Thursday, 25 February 2010

Rainy Season

Saturday 5am: A man hollers down a loudspeaker from the local mosque. The Islamic religion represents about 10% of the population in Uganda but this morning you’d think this guy was praying for the whole of Jinja. It’s not long before the roosters join in, luckily at a distance. By the time I was looking for long term accommodation I knew what to look out for and a pastoral scene on the front lawn was to be avoided at all costs.

6am: Morning has broken but it’s not getting any lighter. Instead the house starts to rattle and shake - the rains have arrived, with gusto.

8am: The proposed hour of departure for our trip out west to Sipi Falls, the picturesque waterfalls at the foot of Mount Elgon.

9am: Decision made, we're not going anywhere. When it rains here the roads melt away leaving muddy potholes and everyone knows better than to travel long distances.

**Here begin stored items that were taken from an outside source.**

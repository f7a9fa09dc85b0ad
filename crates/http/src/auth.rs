//! Resolves the `Authorization` header into a [`Caller`].

use std::sync::Arc;

use axum::{
    extract::FromRequestParts,
    http::{header::AUTHORIZATION, request::Parts},
};
use libris_authz::{Caller, Credentials};

use crate::error::AppError;

/// Extractor yielding the caller behind the request.
///
/// Accepts `Token <t>` and `Bearer <t>`. Requests without the header, or
/// with another scheme, are anonymous; an unknown token is rejected with 401.
#[derive(Debug, Clone, Copy)]
pub struct CurrentCaller(pub Caller);

impl<S> FromRequestParts<S> for CurrentCaller
where
    S: Send + Sync,
{
    type Rejection = AppError;

    async fn from_request_parts(parts: &mut Parts, _state: &S) -> Result<Self, Self::Rejection> {
        let Some(header) = parts.headers.get(AUTHORIZATION) else {
            return Ok(Self(Caller::Anonymous));
        };
        let header = header
            .to_str()
            .map_err(|_| AppError::unauthorized("Invalid token header."))?;
        let Some(token) = parse_token(header) else {
            return Ok(Self(Caller::Anonymous));
        };

        parts
            .extensions
            .get::<Arc<Credentials>>()
            .and_then(|credentials| credentials.resolve(token))
            .map(Self)
            .ok_or_else(|| AppError::unauthorized("Invalid token."))
    }
}

fn parse_token(header: &str) -> Option<&str> {
    let (scheme, token) = header.trim().split_once(' ')?;
    if scheme.eq_ignore_ascii_case("token") || scheme.eq_ignore_ascii_case("bearer") {
        let token = token.trim();
        (!token.is_empty()).then_some(token)
    } else {
        None
    }
}
use std::sync::Arc;

use axum::{
    extract::{rejection::JsonRejection, Path, Query, State},
    http::StatusCode,
    routing::get,
    Json, Router,
};
use libris_authz::{authorize, Entity, Operation};
use libris_db::StoreError;
use libris_http::{AppError, CurrentCaller};
use libris_kernel::{settings::PaginationSettings, ValidationErrors};

use super::models::{Genre, GenrePayload, NAME_TAKEN};
use super::repository::GenreRepository;
use crate::utils::{
    fields::WriteMode,
    json_payload,
    pagination::{ListQuery, Page},
    parse_id, search,
};

pub struct GenresState {
    pub repo: GenreRepository,
    pub pagination: PaginationSettings,
}

/// Registers HTTP routes for the Genres module.
pub fn router(state: Arc<GenresState>) -> Router {
    Router::new()
        .route("/api/genres/", get(list_genres).post(create_genre))
        .route(
            "/api/genres/{id}/",
            get(retrieve_genre)
                .put(update_genre)
                .patch(partial_update_genre)
                .delete(delete_genre),
        )
        .with_state(state)
}

async fn list_genres(
    State(state): State<Arc<GenresState>>,
    CurrentCaller(caller): CurrentCaller,
    Query(query): Query<ListQuery>,
) -> Result<Json<Page<Genre>>, AppError> {
    authorize(Entity::Genre, Operation::List, caller)?;

    let genres = search::filter(state.repo.list().await?, query.search.as_deref(), |g| {
        vec![g.name.as_str()]
    });
    Ok(Json(Page::paginate(genres, &query, &state.pagination)?))
}

async fn retrieve_genre(
    State(state): State<Arc<GenresState>>,
    CurrentCaller(caller): CurrentCaller,
    Path(id): Path<String>,
) -> Result<Json<Genre>, AppError> {
    authorize(Entity::Genre, Operation::Retrieve, caller)?;
    Ok(Json(state.repo.get(parse_id(&id)?).await?))
}

async fn create_genre(
    State(state): State<Arc<GenresState>>,
    CurrentCaller(caller): CurrentCaller,
    payload: Result<Json<GenrePayload>, JsonRejection>,
) -> Result<(StatusCode, Json<Genre>), AppError> {
    authorize(Entity::Genre, Operation::Create, caller)?;

    let name = json_payload(payload)?.resolve(WriteMode::Create, None)?;
    if state.repo.name_taken(&name, None).await? {
        return Err(ValidationErrors::field("name", NAME_TAKEN).into());
    }
    let genre = state.repo.insert(&name).await.map_err(name_conflict)?;

    tracing::info!(genre_id = genre.id, "genre created");
    Ok((StatusCode::CREATED, Json(genre)))
}

async fn update_genre(
    State(state): State<Arc<GenresState>>,
    CurrentCaller(caller): CurrentCaller,
    Path(id): Path<String>,
    payload: Result<Json<GenrePayload>, JsonRejection>,
) -> Result<Json<Genre>, AppError> {
    authorize(Entity::Genre, Operation::Update, caller)?;
    rename(&state, &id, payload, WriteMode::Replace).await
}

async fn partial_update_genre(
    State(state): State<Arc<GenresState>>,
    CurrentCaller(caller): CurrentCaller,
    Path(id): Path<String>,
    payload: Result<Json<GenrePayload>, JsonRejection>,
) -> Result<Json<Genre>, AppError> {
    authorize(Entity::Genre, Operation::PartialUpdate, caller)?;
    rename(&state, &id, payload, WriteMode::Partial).await
}

async fn delete_genre(
    State(state): State<Arc<GenresState>>,
    CurrentCaller(caller): CurrentCaller,
    Path(id): Path<String>,
) -> Result<StatusCode, AppError> {
    authorize(Entity::Genre, Operation::Delete, caller)?;

    let id = parse_id(&id)?;
    state.repo.delete(id).await?;
    tracing::info!(genre_id = id, "genre deleted");
    Ok(StatusCode::NO_CONTENT)
}

async fn rename(
    state: &GenresState,
    id: &str,
    payload: Result<Json<GenrePayload>, JsonRejection>,
    mode: WriteMode,
) -> Result<Json<Genre>, AppError> {
    let id = parse_id(id)?;
    let current = state.repo.get(id).await?;

    let name = json_payload(payload)?.resolve(mode, Some(&current))?;
    if state.repo.name_taken(&name, Some(id)).await? {
        return Err(ValidationErrors::field("name", NAME_TAKEN).into());
    }
    let genre = state.repo.rename(id, &name).await.map_err(name_conflict)?;

    tracing::info!(genre_id = id, ?mode, "genre updated");
    Ok(Json(genre))
}

fn name_conflict(err: StoreError) -> AppError {
    if err.is_unique_violation() {
        ValidationErrors::field("name", NAME_TAKEN).into()
    } else {
        err.into()
    }
}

10am: I venture out to the market to get in supplies. The streets are all but deserted, most people seem to know better than to travel short distances too. Flip-flops and a jumper don’t come close to being sensible attire, I have no grip underfoot and do the half-way splits. After regaining my composure I put my hood up. A local looks at me with bemusement and asks if I’m lost. I make it to the market – not quite Borough, more your small town affair but in shanty form. Today is avocado day, mangos or avocados - but never both - there is no logic to this, it is just the general rule. However the requests have been for mangos and adventures look like they are going to be in limited supply today. I watch the butcher spoon out blood from his basket onto the ground and wade on through. You wouldn’t be able to tell anyway, the puddles are bright orangey red from the clay.

11am: I fail to find mangos, so instead have the innovative idea of making ‘rainy day comfort food’ in the form of caramelised pineapple. I blame the butter/hydrogenated plastic but this was possibly the most disgusting thing I have eaten out here. Worst than the endless plate of macaroni ghee cassava, worst than the fish in a stodgy peanut sauce and maybe even worst than the savoury bananas sitting in a soup of goat’s intestine.

3pm: The sun makes an appearance. The water on the roads is suddenly mopped up like a sponge. Our plans for Sipi may have had to be abandoned but there are some other ‘falls’ not far up the road and this one has a bar!

4pm: Legs in the sun and a cold drink in hand. Sipi can wait, I've found my spot 'til sunset.